Fig. 5. Myocardial infarction treatment with iCarP illumination induced in situ photosynthesis.

a Timeline of the animal study. Sham group: rats underwent thoracotomy only without LAD ligation; MI group: rat underwent LAD ligation, without treatment; iCarP + /Light- group: MI rats received chlorella injection and iCarP implantation, without illumination; iCarP + /Light+ group: MI rats received chlorella injection and iCarP illumination. b Removal of TOF after treatment while chest is closed. c Histological evaluation of therapeutic outcome by in situ photosynthesis: representative TUNEL staining images of hearts sections 3 d after MI (apoptosis); representative Masson’s trichrome staining of rat hearts 28 d after MI (fibrosis); representative immunofluorescence staining images of Cx43 (green), cTnT (red), and nuclei (blue) in LV 28 d after MI (down).

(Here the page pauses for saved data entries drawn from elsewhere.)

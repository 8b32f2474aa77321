use crate::cache::CacheError;
use crate::store::StoreError;

/// Error kinds a routing request can surface to its caller. The engine
/// channel maps these to the `error` parameter of the answered message, the
/// diagnostic endpoint to `routing_status_details`.
#[derive(Debug, thiserror::Error)]
pub enum RoutingError {
    #[error("no route to {0}")]
    NoRoute(String),
    #[error("forward chain exceeds depth limit of {0}")]
    ForwardLoop(u32),
    #[error("dial-out not permitted towards {0}")]
    Forbidden(String),
    #[error("routing store unavailable: {0}")]
    StoreUnavailable(#[from] StoreError),
    #[error("routing cache unavailable: {0}")]
    CacheUnavailable(#[from] CacheError),
    #[error("no cached route for {0}")]
    Gone(String),
    #[error("routing timed out")]
    Timeout,
}

impl RoutingError {
    /// Short code used on the wire and in metrics labels.
    pub fn code(&self) -> &'static str {
        match self {
            RoutingError::NoRoute(_) => "noroute",
            RoutingError::ForwardLoop(_) => "forward-loop",
            RoutingError::Forbidden(_) => "forbidden",
            RoutingError::StoreUnavailable(_) => "database",
            RoutingError::CacheUnavailable(_) => "cache-unavailable",
            RoutingError::Gone(_) => "gone",
            RoutingError::Timeout => "timeout",
        }
    }

    /// `NO_ROUTE` is answered unprocessed on the engine channel so that
    /// lower-priority modules still get a chance to route the call.
    pub fn pass_through(&self) -> bool {
        matches!(self, RoutingError::NoRoute(_))
    }
}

Scale bars in TUNEL staining images: black = 5 mm, red = 500 μm, blue = 50 μm, scale bars in other staining images: black = 5 mm, red = 100 μm, white = 2 mm. d–f Quantitative analysis of (d) apoptotic cells, (e) infarct area, and (f) ejection fraction based on TUNEL staining, Masson’s trichrome staining, and day 28 echocardiography, respectively (n = 4 per group). Statistical significance was calculated using one-way ANOVA with Tukey’s posttest and data are presented as means ± SD. ∗p < 0.05, ∗∗p < 0.01, ∗∗∗p < 0.001, ∗∗∗∗p < 0.0001. Source data and exact p-values are provided in the Source Data file.